=== DATA IN THIS EXERCISE ===
%%
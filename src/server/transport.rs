// Transport utilities for the MCP server

use std::io;
use tracing::debug;

/// Validates stdio transport setup
pub fn validate_stdio_transport() -> io::Result<()> {
    debug!("Validating stdio transport setup");

    if atty::is(atty::Stream::Stdin) {
        debug!("Stdin is a terminal - this is expected in development mode");
        debug!("In production, the server expects stdio transport from an MCP client");
    } else {
        debug!("Stdio transport detected - ready for MCP communication");
    }

    Ok(())
}
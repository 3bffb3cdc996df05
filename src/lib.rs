pub mod client;
pub mod config;
pub mod error;
pub mod server;
pub mod session;
pub mod tools;

pub use client::{Citation, JstorClient, Paper, ScholarClient};
pub use config::Config;
pub use error::{Error, ErrorCategory, Result};
pub use server::Server;
pub use session::SessionManager;
pub use tools::{AuthenticateTool, SearchTool};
%%
=== PROBLEM TO WORK ON ===
Copy every line of the records word for word.

=== SOLUTION FOR THIS TASK ===
filename src/server/transport.rs
// Transport utilities for the MCP server

use std::io;
use tracing::debug;

/// Validates stdio transport setup
pub fn validate_stdio_transport() -> io::Result<()> {
    debug!("Validating stdio transport setup");

    if atty::is(atty::Stream::Stdin) {
        debug!("Stdin is a terminal - this is expected in development mode");
        debug!("In production, the server expects stdio transport from an MCP client");
    } else {
        debug!("Stdio transport detected - ready for MCP communication");
    }

    Ok(())
}
repository 3bffb3cdc996df05
filename src/lib.rs
pub mod client;
pub mod config;
pub mod error;
pub mod server;
pub mod session;
pub mod tools;

pub use client::{Citation, JstorClient, Paper, ScholarClient};
pub use config::Config;
pub use error::{Error, ErrorCategory, Result};
pub use server::Server;
pub use session::SessionManager;
pub use tools::{AuthenticateTool, SearchTool};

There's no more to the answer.